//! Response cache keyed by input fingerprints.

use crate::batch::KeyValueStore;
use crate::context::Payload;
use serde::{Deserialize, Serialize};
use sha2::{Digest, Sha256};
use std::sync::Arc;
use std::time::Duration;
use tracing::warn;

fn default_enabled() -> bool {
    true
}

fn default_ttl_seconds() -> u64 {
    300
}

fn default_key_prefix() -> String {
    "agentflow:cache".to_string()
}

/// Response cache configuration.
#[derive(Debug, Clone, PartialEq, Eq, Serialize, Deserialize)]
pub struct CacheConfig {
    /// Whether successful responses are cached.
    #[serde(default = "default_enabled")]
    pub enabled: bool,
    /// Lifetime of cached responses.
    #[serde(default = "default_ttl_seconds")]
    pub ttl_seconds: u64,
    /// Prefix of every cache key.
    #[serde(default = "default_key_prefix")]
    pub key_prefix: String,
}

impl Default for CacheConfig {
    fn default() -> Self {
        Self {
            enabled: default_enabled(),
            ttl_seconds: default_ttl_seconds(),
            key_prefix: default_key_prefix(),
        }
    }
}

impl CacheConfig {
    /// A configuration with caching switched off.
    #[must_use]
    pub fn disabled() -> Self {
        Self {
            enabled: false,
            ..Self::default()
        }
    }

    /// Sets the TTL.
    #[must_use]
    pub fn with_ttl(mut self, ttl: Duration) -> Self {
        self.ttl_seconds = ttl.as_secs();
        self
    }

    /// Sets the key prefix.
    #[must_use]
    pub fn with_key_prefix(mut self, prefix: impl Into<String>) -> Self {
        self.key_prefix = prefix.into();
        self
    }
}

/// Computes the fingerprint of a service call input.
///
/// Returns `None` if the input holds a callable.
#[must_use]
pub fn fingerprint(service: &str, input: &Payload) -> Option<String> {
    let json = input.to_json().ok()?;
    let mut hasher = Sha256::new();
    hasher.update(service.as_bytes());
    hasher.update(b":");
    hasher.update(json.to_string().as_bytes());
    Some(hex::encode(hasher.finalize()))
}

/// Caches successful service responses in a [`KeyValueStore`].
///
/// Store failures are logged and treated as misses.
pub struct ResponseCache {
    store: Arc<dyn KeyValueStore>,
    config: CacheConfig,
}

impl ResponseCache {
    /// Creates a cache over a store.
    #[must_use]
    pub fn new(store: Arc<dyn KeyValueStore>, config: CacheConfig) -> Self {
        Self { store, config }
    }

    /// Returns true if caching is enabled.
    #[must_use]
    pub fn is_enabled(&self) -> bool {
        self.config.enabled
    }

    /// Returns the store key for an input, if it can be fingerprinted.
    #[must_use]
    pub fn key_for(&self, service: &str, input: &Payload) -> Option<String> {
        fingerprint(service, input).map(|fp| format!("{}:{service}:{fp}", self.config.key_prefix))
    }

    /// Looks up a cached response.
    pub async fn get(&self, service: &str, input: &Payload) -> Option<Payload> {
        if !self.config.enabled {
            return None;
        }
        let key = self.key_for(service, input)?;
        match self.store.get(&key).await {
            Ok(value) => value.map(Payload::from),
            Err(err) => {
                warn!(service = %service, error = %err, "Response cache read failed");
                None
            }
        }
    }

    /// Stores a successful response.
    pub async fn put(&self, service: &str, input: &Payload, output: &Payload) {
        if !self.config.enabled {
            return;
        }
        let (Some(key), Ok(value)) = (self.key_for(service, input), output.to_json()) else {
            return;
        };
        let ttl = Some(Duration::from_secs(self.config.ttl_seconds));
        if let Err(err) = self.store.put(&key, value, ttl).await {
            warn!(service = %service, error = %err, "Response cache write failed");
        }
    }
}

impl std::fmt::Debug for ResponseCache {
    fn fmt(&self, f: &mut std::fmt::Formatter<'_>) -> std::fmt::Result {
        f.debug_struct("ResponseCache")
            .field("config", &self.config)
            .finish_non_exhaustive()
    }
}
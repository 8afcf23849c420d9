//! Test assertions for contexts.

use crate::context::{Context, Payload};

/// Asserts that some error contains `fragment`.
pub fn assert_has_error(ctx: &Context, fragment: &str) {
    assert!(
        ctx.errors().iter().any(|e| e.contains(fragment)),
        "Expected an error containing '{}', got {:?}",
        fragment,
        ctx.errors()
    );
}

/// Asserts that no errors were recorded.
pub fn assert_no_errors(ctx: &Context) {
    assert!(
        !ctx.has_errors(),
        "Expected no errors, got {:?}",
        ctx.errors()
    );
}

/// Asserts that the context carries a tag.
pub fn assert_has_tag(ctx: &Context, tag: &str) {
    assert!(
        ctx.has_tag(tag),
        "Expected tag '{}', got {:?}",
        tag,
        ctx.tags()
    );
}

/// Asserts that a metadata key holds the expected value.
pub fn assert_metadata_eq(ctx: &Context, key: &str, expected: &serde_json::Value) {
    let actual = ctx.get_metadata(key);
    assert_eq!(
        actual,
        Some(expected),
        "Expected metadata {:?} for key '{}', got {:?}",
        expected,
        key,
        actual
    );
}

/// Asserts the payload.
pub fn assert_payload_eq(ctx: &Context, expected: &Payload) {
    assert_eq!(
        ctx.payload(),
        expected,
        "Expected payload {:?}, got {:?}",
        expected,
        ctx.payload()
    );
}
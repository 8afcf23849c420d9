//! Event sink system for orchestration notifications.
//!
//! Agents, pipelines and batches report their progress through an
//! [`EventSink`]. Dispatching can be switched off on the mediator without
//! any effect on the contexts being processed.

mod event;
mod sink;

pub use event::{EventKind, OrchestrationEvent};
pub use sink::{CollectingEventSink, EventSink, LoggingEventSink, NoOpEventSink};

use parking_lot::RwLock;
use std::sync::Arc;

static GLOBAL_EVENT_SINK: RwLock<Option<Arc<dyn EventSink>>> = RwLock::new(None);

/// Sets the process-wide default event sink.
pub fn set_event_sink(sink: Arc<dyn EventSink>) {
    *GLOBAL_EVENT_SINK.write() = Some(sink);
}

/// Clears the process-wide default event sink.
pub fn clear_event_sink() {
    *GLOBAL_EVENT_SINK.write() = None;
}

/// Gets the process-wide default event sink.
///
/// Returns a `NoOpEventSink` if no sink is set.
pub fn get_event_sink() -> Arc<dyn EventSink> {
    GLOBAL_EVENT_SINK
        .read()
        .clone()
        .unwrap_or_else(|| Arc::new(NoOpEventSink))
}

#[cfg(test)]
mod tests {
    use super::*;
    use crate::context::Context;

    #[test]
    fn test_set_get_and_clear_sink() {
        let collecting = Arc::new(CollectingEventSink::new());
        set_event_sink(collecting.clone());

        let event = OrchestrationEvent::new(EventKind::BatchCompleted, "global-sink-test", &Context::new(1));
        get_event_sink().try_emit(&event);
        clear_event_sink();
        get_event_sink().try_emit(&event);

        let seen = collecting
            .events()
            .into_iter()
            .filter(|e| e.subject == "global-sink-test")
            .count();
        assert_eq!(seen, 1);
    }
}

Work instructions ->
Make an exact copy of every record listed above.

Response to this exercise ->
//! Response cache keyed by input fingerprints.

use crate::batch::KeyValueStore;
use crate::context::Payload;
use serde::{Deserialize, Serialize};
use sha2::{Digest, Sha256};
use std::sync::Arc;
use std::time::Duration;
use tracing::warn;

fn default_enabled() -> bool {
    true
}

fn default_ttl_seconds() -> u64 {
    300
}

fn default_key_prefix() -> String {
    "agentflow:cache".to_string()
}

/// Response cache configuration.
#[derive(Debug, Clone, PartialEq, Eq, Serialize, Deserialize)]
pub struct CacheConfig {
    /// Whether successful responses are cached.
    #[serde(default = "default_enabled")]
    pub enabled: bool,
    /// Lifetime of cached responses.
    #[serde(default = "default_ttl_seconds")]
    pub ttl_seconds: u64,
    /// Prefix of every cache key.
    #[serde(default = "default_key_prefix")]
    pub key_prefix: String,
}

impl Default for CacheConfig {
    fn default() -> Self {
        Self {
            enabled: default_enabled(),
            ttl_seconds: default_ttl_seconds(),
            key_prefix: default_key_prefix(),
        }
    }
}

impl CacheConfig {
    /// A configuration with caching switched off.
    #[must_use]
    pub fn disabled() -> Self {
        Self {
            enabled: false,
            ..Self::default()
        }
    }

    /// Sets the TTL.
    #[must_use]
    pub fn with_ttl(mut self, ttl: Duration) -> Self {
        self.ttl_seconds = ttl.as_secs();
        self
    }

    /// Sets the key prefix.
    #[must_use]
    pub fn with_key_prefix(mut self, prefix: impl Into<String>) -> Self {
        self.key_prefix = prefix.into();
        self
    }
}

/// Computes the fingerprint of a service call input.
///
/// Returns `None` if the input holds a callable.
#[must_use]
pub fn fingerprint(service: &str, input: &Payload) -> Option<String> {
    let json = input.to_json().ok()?;
    let mut hasher = Sha256::new();
    hasher.update(service.as_bytes());
    hasher.update(b":");
    hasher.update(json.to_string().as_bytes());
    Some(hex::encode(hasher.finalize()))
}

/// Caches successful service responses in a [`KeyValueStore`].
///
/// Store failures are logged and treated as misses.
pub struct ResponseCache {
    store: Arc<dyn KeyValueStore>,
    config: CacheConfig,
}

impl ResponseCache {
    /// Creates a cache over a store.
    #[must_use]
    pub fn new(store: Arc<dyn KeyValueStore>, config: CacheConfig) -> Self {
        Self { store, config }
    }

    /// Returns true if caching is enabled.
    #[must_use]
    pub fn is_enabled(&self) -> bool {
        self.config.enabled
    }

    /// Returns the store key for an input, if it can be fingerprinted.
    #[must_use]
    pub fn key_for(&self, service: &str, input: &Payload) -> Option<String> {
        fingerprint(service, input).map(|fp| format!("{}:{service}:{fp}", self.config.key_prefix))
    }

    /// Looks up a cached response.
    pub async fn get(&self, service: &str, input: &Payload) -> Option<Payload> {
        if !self.config.enabled {
            return None;
        }
        let key = self.key_for(service, input)?;
        match self.store.get(&key).await {
            Ok(value) => value.map(Payload::from),
            Err(err) => {
                warn!(service = %service, error = %err, "Response cache read failed");
                None
            }
        }
    }

    /// Stores a successful response.
    pub async fn put(&self, service: &str, input: &Payload, output: &Payload) {
        if !self.config.enabled {
            return;
        }
        let (Some(key), Ok(value)) = (self.key_for(service, input), output.to_json()) else {
            return;
        };
        let ttl = Some(Duration::from_secs(self.config.ttl_seconds));
        if let Err(err) = self.store.put(&key, value, ttl).await {
            warn!(service = %service, error = %err, "Response cache write failed");
        }
    }
}

impl std::fmt::Debug for ResponseCache {
    fn fmt(&self, f: &mut std::fmt::Formatter<'_>) -> std::fmt::Result {
        f.debug_struct("ResponseCache")
            .field("config", &self.config)
            .finish_non_exhaustive()
    }
}
repository 8afcf23849c420d9
//! Test assertions for contexts.

use crate::context::{Context, Payload};

/// Asserts that some error contains `fragment`.
pub fn assert_has_error(ctx: &Context, fragment: &str) {
    assert!(
        ctx.errors().iter().any(|e| e.contains(fragment)),
        "Expected an error containing '{}', got {:?}",
        fragment,
        ctx.errors()
    );
}

/// Asserts that no errors were recorded.
pub fn assert_no_errors(ctx: &Context) {
    assert!(
        !ctx.has_errors(),
        "Expected no errors, got {:?}",
        ctx.errors()
    );
}

/// Asserts that the context carries a tag.
pub fn assert_has_tag(ctx: &Context, tag: &str) {
    assert!(
        ctx.has_tag(tag),
        "Expected tag '{}', got {:?}",
        tag,
        ctx.tags()
    );
}

/// Asserts that a metadata key holds the expected value.
pub fn assert_metadata_eq(ctx: &Context, key: &str, expected: &serde_json::Value) {
    let actual = ctx.get_metadata(key);
    assert_eq!(
        actual,
        Some(expected),
        "Expected metadata {:?} for key '{}', got {:?}",
        expected,
        key,
        actual
    );
}

/// Asserts the payload.
pub fn assert_payload_eq(ctx: &Context, expected: &Payload) {
    assert_eq!(
        ctx.payload(),
        expected,
        "Expected payload {:?}, got {:?}",
        expected,
        ctx.payload()
    );
}
repository 8afcf23849c420d9
//! Event sink system for orchestration notifications.
//!
//! Agents, pipelines and batches report their progress through an
//! [`EventSink`]. Dispatching can be switched off on the mediator without
//! any effect on the contexts being processed.

mod event;
mod sink;

pub use event::{EventKind, OrchestrationEvent};
pub use sink::{CollectingEventSink, EventSink, LoggingEventSink, NoOpEventSink};

use parking_lot::RwLock;
use std::sync::Arc;

static GLOBAL_EVENT_SINK: RwLock<Option<Arc<dyn EventSink>>> = RwLock::new(None);

/// Sets the process-wide default event sink.
pub fn set_event_sink(sink: Arc<dyn EventSink>) {
    *GLOBAL_EVENT_SINK.write() = Some(sink);
}

/// Clears the process-wide default event sink.
pub fn clear_event_sink() {
    *GLOBAL_EVENT_SINK.write() = None;
}

/// Gets the process-wide default event sink.
///
/// Returns a `NoOpEventSink` if no sink is set.
pub fn get_event_sink() -> Arc<dyn EventSink> {
    GLOBAL_EVENT_SINK
        .read()
        .clone()
        .unwrap_or_else(|| Arc::new(NoOpEventSink))
}

#[cfg(test)]
mod tests {
    use super::*;
    use crate::context::Context;

    #[test]
    fn test_set_get_and_clear_sink() {
        let collecting = Arc::new(CollectingEventSink::new());
        set_event_sink(collecting.clone());

        let event = OrchestrationEvent::new(EventKind::BatchCompleted, "global-sink-test", &Context::new(1));
        get_event_sink().try_emit(&event);
        clear_event_sink();
        get_event_sink().try_emit(&event);

        let seen = collecting
            .events()
            .into_iter()
            .filter(|e| e.subject == "global-sink-test")
            .count();
        assert_eq!(seen, 1);
    }
}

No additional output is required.